What is being asked:
Nothing in the data may change. Copy all of it exactly.

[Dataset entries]
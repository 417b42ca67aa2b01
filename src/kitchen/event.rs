use crate::mvi::Intent;

/// Input alphabet of the pipeline.
#[derive(Debug, Clone, PartialEq, Eq, Default)]
pub enum Event {
    #[default]
    Noop,
    /// Begin loading the initial value for `seed`.
    Load(String),
    /// The initial-value fetch resolved. Produced by the pipeline itself.
    LoadFetched(String),
    /// The user picked the option with this label.
    UserSelected(String),
    /// Persist the current accumulated value.
    Submit,
}

impl Intent for Event {}

impl Event {
    /// Short variant name for log fields.
    pub fn kind(&self) -> &'static str {
        match self {
            Event::Noop => "noop",
            Event::Load(_) => "load",
            Event::LoadFetched(_) => "load_fetched",
            Event::UserSelected(_) => "user_selected",
            Event::Submit => "submit",
        }
    }
}
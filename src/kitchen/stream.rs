use std::pin::Pin;
use std::task::{Context, Poll};

use futures::Stream;
use tokio::sync::mpsc::UnboundedReceiver;
use tokio::task::JoinHandle;

use super::view_state::ViewState;

/// Handle on a running pipeline.
///
/// Cancelling (or dropping) stops the driver. Backend calls still in flight
/// are dropped with it and their results are never delivered.
pub struct Subscription {
    handle: Option<JoinHandle<()>>,
}

impl Subscription {
    pub(crate) fn new(handle: JoinHandle<()>) -> Self {
        Self {
            handle: Some(handle),
        }
    }

    pub fn cancel(&mut self) {
        if let Some(handle) = self.handle.take() {
            handle.abort();
            tracing::debug!("pipeline subscription cancelled");
        }
    }

    /// True while the driver has neither finished nor been cancelled.
    pub fn is_active(&self) -> bool {
        self.handle
            .as_ref()
            .is_some_and(|handle| !handle.is_finished())
    }
}

impl Drop for Subscription {
    fn drop(&mut self) {
        self.cancel();
    }
}

/// Stream of view states produced by [`Kitchen::bind`](super::Kitchen::bind).
///
/// Owns the pipeline's [`Subscription`]; dropping the stream tears the
/// pipeline down.
pub struct ViewStateStream {
    states: UnboundedReceiver<ViewState>,
    subscription: Subscription,
}

impl ViewStateStream {
    pub(crate) fn new(states: UnboundedReceiver<ViewState>, subscription: Subscription) -> Self {
        Self {
            states,
            subscription,
        }
    }

    /// Stop the pipeline. States already emitted can still be read.
    pub fn cancel(&mut self) {
        self.subscription.cancel();
        self.states.close();
    }

    pub fn subscription(&self) -> &Subscription {
        &self.subscription
    }
}

impl Stream for ViewStateStream {
    type Item = ViewState;

    fn poll_next(self: Pin<&mut Self>, cx: &mut Context<'_>) -> Poll<Option<Self::Item>> {
        self.get_mut().states.poll_recv(cx)
    }
}
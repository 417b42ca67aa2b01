use tracing_subscriber::EnvFilter;
use tracing_subscriber::{fmt, layer::SubscriberExt, util::SubscriberInitExt};

/// Environment variable naming a log file path.
pub const LOG_FILE_ENV: &str = "KITCHEN_LOG";

/// Initialize tracing.
///
/// Filter comes from `RUST_LOG` (default `warn`). Output goes to stderr so
/// stdout only carries displayed labels. Set `KITCHEN_LOG` to a file path to
/// log to `{path}.{timestamp}.{pid}` instead.
pub fn init_tracing() {
    let filter = EnvFilter::try_from_default_env().unwrap_or_else(|_| EnvFilter::new("warn"));

    let Some(log_path) = std::env::var(LOG_FILE_ENV).ok() else {
        tracing_subscriber::registry()
            .with(filter)
            .with(
                fmt::layer()
                    .with_writer(std::io::stderr)
                    .with_target(true)
                    .with_level(true)
                    .with_timer(fmt::time::UtcTime::rfc_3339()),
            )
            .init();
        return;
    };

    let pid = std::process::id();
    let timestamp = std::time::SystemTime::now()
        .duration_since(std::time::UNIX_EPOCH)
        .map(|d| d.as_secs())
        .unwrap_or(0);
    let unique_path = format!("{}.{}.{}", log_path, timestamp, pid);

    let Ok(file) = std::fs::File::create(&unique_path) else {
        eprintln!("Warning: Failed to create log file: {}", unique_path);
        return;
    };

    let file_layer = fmt::layer()
        .with_writer(file)
        .with_ansi(false)
        .with_target(true)
        .with_level(true);

    tracing_subscriber::registry()
        .with(filter)
        .with(file_layer)
        .init();
}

Expected answer:
repository 417b42ca67aa2b01
filename src/kitchen/event.rs
use crate::mvi::Intent;

/// Input alphabet of the pipeline.
#[derive(Debug, Clone, PartialEq, Eq, Default)]
pub enum Event {
    #[default]
    Noop,
    /// Begin loading the initial value for `seed`.
    Load(String),
    /// The initial-value fetch resolved. Produced by the pipeline itself.
    LoadFetched(String),
    /// The user picked the option with this label.
    UserSelected(String),
    /// Persist the current accumulated value.
    Submit,
}

impl Intent for Event {}

impl Event {
    /// Short variant name for log fields.
    pub fn kind(&self) -> &'static str {
        match self {
            Event::Noop => "noop",
            Event::Load(_) => "load",
            Event::LoadFetched(_) => "load_fetched",
            Event::UserSelected(_) => "user_selected",
            Event::Submit => "submit",
        }
    }
}
filename src/kitchen/stream.rs
use std::pin::Pin;
use std::task::{Context, Poll};

use futures::Stream;
use tokio::sync::mpsc::UnboundedReceiver;
use tokio::task::JoinHandle;

use super::view_state::ViewState;

/// Handle on a running pipeline.
///
/// Cancelling (or dropping) stops the driver. Backend calls still in flight
/// are dropped with it and their results are never delivered.
pub struct Subscription {
    handle: Option<JoinHandle<()>>,
}

impl Subscription {
    pub(crate) fn new(handle: JoinHandle<()>) -> Self {
        Self {
            handle: Some(handle),
        }
    }

    pub fn cancel(&mut self) {
        if let Some(handle) = self.handle.take() {
            handle.abort();
            tracing::debug!("pipeline subscription cancelled");
        }
    }

    /// True while the driver has neither finished nor been cancelled.
    pub fn is_active(&self) -> bool {
        self.handle
            .as_ref()
            .is_some_and(|handle| !handle.is_finished())
    }
}

impl Drop for Subscription {
    fn drop(&mut self) {
        self.cancel();
    }
}

/// Stream of view states produced by [`Kitchen::bind`](super::Kitchen::bind).
///
/// Owns the pipeline's [`Subscription`]; dropping the stream tears the
/// pipeline down.
pub struct ViewStateStream {
    states: UnboundedReceiver<ViewState>,
    subscription: Subscription,
}

impl ViewStateStream {
    pub(crate) fn new(states: UnboundedReceiver<ViewState>, subscription: Subscription) -> Self {
        Self {
            states,
            subscription,
        }
    }

    /// Stop the pipeline. States already emitted can still be read.
    pub fn cancel(&mut self) {
        self.subscription.cancel();
        self.states.close();
    }

    pub fn subscription(&self) -> &Subscription {
        &self.subscription
    }
}

impl Stream for ViewStateStream {
    type Item = ViewState;

    fn poll_next(self: Pin<&mut Self>, cx: &mut Context<'_>) -> Poll<Option<Self::Item>> {
        self.get_mut().states.poll_recv(cx)
    }
}
repository 417b42ca67aa2b01
use tracing_subscriber::EnvFilter;
use tracing_subscriber::{fmt, layer::SubscriberExt, util::SubscriberInitExt};

/// Environment variable naming a log file path.
pub const LOG_FILE_ENV: &str = "KITCHEN_LOG";

/// Initialize tracing.
///
/// Filter comes from `RUST_LOG` (default `warn`). Output goes to stderr so
/// stdout only carries displayed labels. Set `KITCHEN_LOG` to a file path to
/// log to `{path}.{timestamp}.{pid}` instead.
pub fn init_tracing() {
    let filter = EnvFilter::try_from_default_env().unwrap_or_else(|_| EnvFilter::new("warn"));

    let Some(log_path) = std::env::var(LOG_FILE_ENV).ok() else {
        tracing_subscriber::registry()
            .with(filter)
            .with(
                fmt::layer()
                    .with_writer(std::io::stderr)
                    .with_target(true)
                    .with_level(true)
                    .with_timer(fmt::time::UtcTime::rfc_3339()),
            )
            .init();
        return;
    };

    let pid = std::process::id();
    let timestamp = std::time::SystemTime::now()
        .duration_since(std::time::UNIX_EPOCH)
        .map(|d| d.as_secs())
        .unwrap_or(0);
    let unique_path = format!("{}.{}.{}", log_path, timestamp, pid);

    let Ok(file) = std::fs::File::create(&unique_path) else {
        eprintln!("Warning: Failed to create log file: {}", unique_path);
        return;
    };

    let file_layer = fmt::layer()
        .with_writer(file)
        .with_ansi(false)
        .with_target(true)
        .with_level(true);

    tracing_subscriber::registry()
        .with(filter)
        .with(file_layer)
        .init();
}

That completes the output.